Scientific research for medical purposes, takes place in preclinical and clinical settings as well as after clinical trials and approval of therapies.
Having achieved positive, pre-clinical results, further research of therapies concerning safety and efficacy for human application is then commenced. If the expectations can be confirmed during these trials, further studies are carried out with the aim of obtaining marketing authorisation as a drug or medical device.Usually the initiator of such trials are commercial corporations and a commercial purpose is the center of attention.

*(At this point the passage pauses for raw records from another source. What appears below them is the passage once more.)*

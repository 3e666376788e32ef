//! ==============================================================================
//! main.rs - sensor host daemon
//! ==============================================================================
//!
//! purpose:
//!     loads host.toml, starts one polling controller per device, and keeps
//!     them running until ctrl-c.
//!
//! architecture:
//!     ┌────────────────────────────────────────────────────────────────────┐
//!     │                         sensor-host (tokio)                        │
//!     │                                                                    │
//!     │  ┌──────────────┐ ┌──────────────┐ ┌────────────┐ ┌─────────────┐  │
//!     │  │ controller   │ │ controller   │ │ status api │ │ hot reload  │  │
//!     │  │ (per device) │ │ (edge task)  │ │ (axum)     │ │ (notify)    │  │
//!     │  └──────┬───────┘ └──────┬───────┘ └────────────┘ └──────┬──────┘  │
//!     │         │ bus locks      │                      reconfigure       │
//!     │         ▼                ▼                               │         │
//!     │  ┌───────────────────────────────┐   ┌──────────────────────────┐  │
//!     │  │ hal (rppal or mock)           │   │ sink (memory / influxdb) │  │
//!     │  └───────────────────────────────┘   └──────────────────────────┘  │
//!     └────────────────────────────────────────────────────────────────────┘
//!
//! shutdown:
//!     ctrl-c stops every controller cooperatively and waits for each to
//!     report Stopped. actions already spawned by a firing are not awaited.
//!
//! ==============================================================================

use anyhow::{Context, Result};
use sensor_host::actions::Collaborators;
use sensor_host::api::{self, ApiState};
use sensor_host::config::{HostConfig, SinkKind};
use sensor_host::controller::{ControllerDeps, PollingController};
use sensor_host::hal;
use sensor_host::lock::LockManager;
use sensor_host::sink::{InfluxSink, MemorySink, SampleSink};
use std::sync::Arc;
use tokio::sync::watch;
use tokio::task::JoinSet;
use tracing_subscriber::EnvFilter;

#[tokio::main]
async fn main() -> Result<()> {
    println!("===========================================================");
    println!("  sensor-host");
    println!("===========================================================");

    // step 1: configuration and logging
    let (config, config_path) = HostConfig::load_or_default();
    init_tracing(&config.logging.level);
    config.log_summary();

    // step 2: shared services
    let hal = hal::default_provider();
    let locks = Arc::new(
        LockManager::new(&config.locks)
            .with_context(|| format!("failed to prepare lock dir {}", config.locks.dir.display()))?,
    );
    let sink: Arc<dyn SampleSink> = match config.sink.kind {
        SinkKind::Memory => Arc::new(MemorySink::new()),
        SinkKind::Influx => Arc::new(InfluxSink::new(&config.sink).context("failed to build influx client")?),
    };
    let deps = ControllerDeps {
        hal: hal.clone(),
        locks,
        sink,
        collaborators: Collaborators::from_host(hal, &config.relays, &config.cameras, &config.smtp),
        hourly_max: config.smtp.hourly_max,
        tick: config.polling.tick(),
    };

    // step 3: one controller per device. a bad device does not take the others down.
    let mut controllers = Vec::new();
    for device in &config.devices {
        match PollingController::new(device.clone(), deps.clone()).and_then(|c| c.spawn()) {
            Ok(handle) => controllers.push(handle),
            Err(e) => tracing::error!(device = %device.id, "controller failed to start: {e}"),
        }
    }
    if controllers.is_empty() {
        tracing::warn!("no controllers running");
    } else {
        tracing::info!(count = controllers.len(), "controllers running");
    }

    // step 4: status api
    if config.api.enabled {
        let state = ApiState::new(controllers.clone());
        state.spawn_collectors();
        let bind = config.api.bind.clone();
        tokio::spawn(async move {
            if let Err(e) = api::serve(&bind, state).await {
                tracing::error!("status api failed: {e:#}");
            }
        });
    }

    // step 5: hot reload
    let (stop_tx, stop_rx) = watch::channel(false);
    let reload = match &config_path {
        Some(path) => match sensor_host::watch::ConfigWatcher::new(path) {
            Ok(watcher) => Some(sensor_host::watch::spawn(watcher, controllers.clone(), &config, stop_rx)),
            Err(e) => {
                tracing::warn!(path = %path.display(), "hot reload disabled: {e}");
                None
            }
        },
        None => None,
    };

    // step 6: run until ctrl-c
    tokio::signal::ctrl_c().await.context("failed to listen for ctrl-c")?;
    tracing::info!("shutting down");
    let _ = stop_tx.send(true);

    let mut stopping = JoinSet::new();
    for handle in controllers {
        stopping.spawn(async move { handle.stop().await });
    }
    while stopping.join_next().await.is_some() {}
    if let Some(task) = reload {
        let _ = task.await;
    }
    tracing::info!("all controllers stopped");
    Ok(())
}

/// RUST_LOG wins; otherwise the level from host.toml
fn init_tracing(level: &str) {
    let filter = EnvFilter::try_from_default_env().unwrap_or_else(|_| EnvFilter::new(level));
    tracing_subscriber::fmt().with_env_filter(filter).init();
}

Contrary to this, non-commercial clinical trials can also be found. Ideas and concepts for such trials usually origin from medical professionals and researchers in the academic and non-academic sectors. Their goals, among others, is the optimisation of therapies, based on experiences made within the scope of already authorised applications. Reaching higher efficacy, improving tolerance and providing a more comfortable therapy application for the patient are the most common goals of non-commercial research.

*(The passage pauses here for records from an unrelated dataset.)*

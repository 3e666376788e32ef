//! interrupt path for edge devices.
//!
//! the hal delivers one `bool` (pin level after the transition) per event.
//! the handler drops events inside the reset period, classifies the rest,
//! stores them as the `edge` measurement (+1 rising, -1 falling) and runs the
//! matching edge rules against the current rule table snapshot. it runs in
//! its own task, independent of the tick loop.

use crate::config::{EdgeConfig, EdgePolicy};
use crate::engine::RuleEvaluator;
use crate::hal::EdgeReceiver;
use crate::rules::{EdgeDirection, RuleTableHandle};
use crate::sensor::Sample;
use crate::sink::{points_for, SampleSink};
use std::sync::Arc;
use std::time::Duration;
use tokio::sync::watch;
use tokio::task::JoinHandle;
use tokio::time::Instant;

/// rising when the policy says so, or on `both` when the pin is now high
pub fn classify(policy: EdgePolicy, level: bool) -> EdgeDirection {
    match policy {
        EdgePolicy::Rising => EdgeDirection::Rising,
        EdgePolicy::Both if level => EdgeDirection::Rising,
        _ => EdgeDirection::Falling,
    }
}

pub struct EdgeDetectionHandler {
    device_id: String,
    policy: EdgePolicy,
    reset_period: Duration,
    next_allowed: Option<Instant>,
    sink: Arc<dyn SampleSink>,
    evaluator: Arc<RuleEvaluator>,
    rules: Arc<RuleTableHandle>,
}

impl EdgeDetectionHandler {
    pub fn new(
        device_id: &str,
        edge: &EdgeConfig,
        sink: Arc<dyn SampleSink>,
        evaluator: Arc<RuleEvaluator>,
        rules: Arc<RuleTableHandle>,
    ) -> Self {
        Self {
            device_id: device_id.to_string(),
            policy: edge.edge,
            reset_period: edge.reset_period(),
            next_allowed: None,
            sink,
            evaluator,
            rules,
        }
    }

    /// handle one transition. returns the direction when it was accepted.
    pub async fn on_transition(&mut self, level: bool, now: Instant) -> Option<EdgeDirection> {
        if let Some(next) = self.next_allowed {
            if now < next {
                tracing::trace!(device = %self.device_id, "edge inside reset period, ignored");
                return None;
            }
        }
        self.next_allowed = Some(now + self.reset_period);

        let direction = classify(self.policy, level);
        let sample = Sample::single("edge", direction.value());
        self.evaluator.record_sample(&sample);
        if let Err(e) = self.sink.write(&points_for(&self.device_id, &sample)).await {
            tracing::error!(device = %self.device_id, "failed to store edge event: {e}");
        }

        let table = self.rules.snapshot();
        let fired = self.evaluator.evaluate_edge(&table, direction, now);
        tracing::debug!(device = %self.device_id, ?direction, fired = fired.len(), "edge detected");
        Some(direction)
    }

    /// consume events until the stream closes or `stop` flips to true
    pub fn spawn(mut self, mut events: EdgeReceiver, mut stop: watch::Receiver<bool>) -> JoinHandle<()> {
        tokio::spawn(async move {
            loop {
                tokio::select! {
                    changed = stop.changed() => {
                        if changed.is_err() || *stop.borrow() {
                            break;
                        }
                    }
                    event = events.recv() => match event {
                        Some(level) => {
                            self.on_transition(level, Instant::now()).await;
                        }
                        None => break,
                    },
                }
            }
            tracing::debug!(device = %self.device_id, "edge watcher stopped");
        })
    }
}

Non-commercial research must be conducted following the same strict prerequisites as commercial research. The financing of a project is oftentimes very difficult. The results of these studies are of great importance for patients. Without non-commercial research, many topics that are important for a patient would not be subject to research. It is precisely these improvements in therapies, that are fundamentally important for patients. For example, such optimizations can be achieved by new combinations, changed dosages or changes in the application form.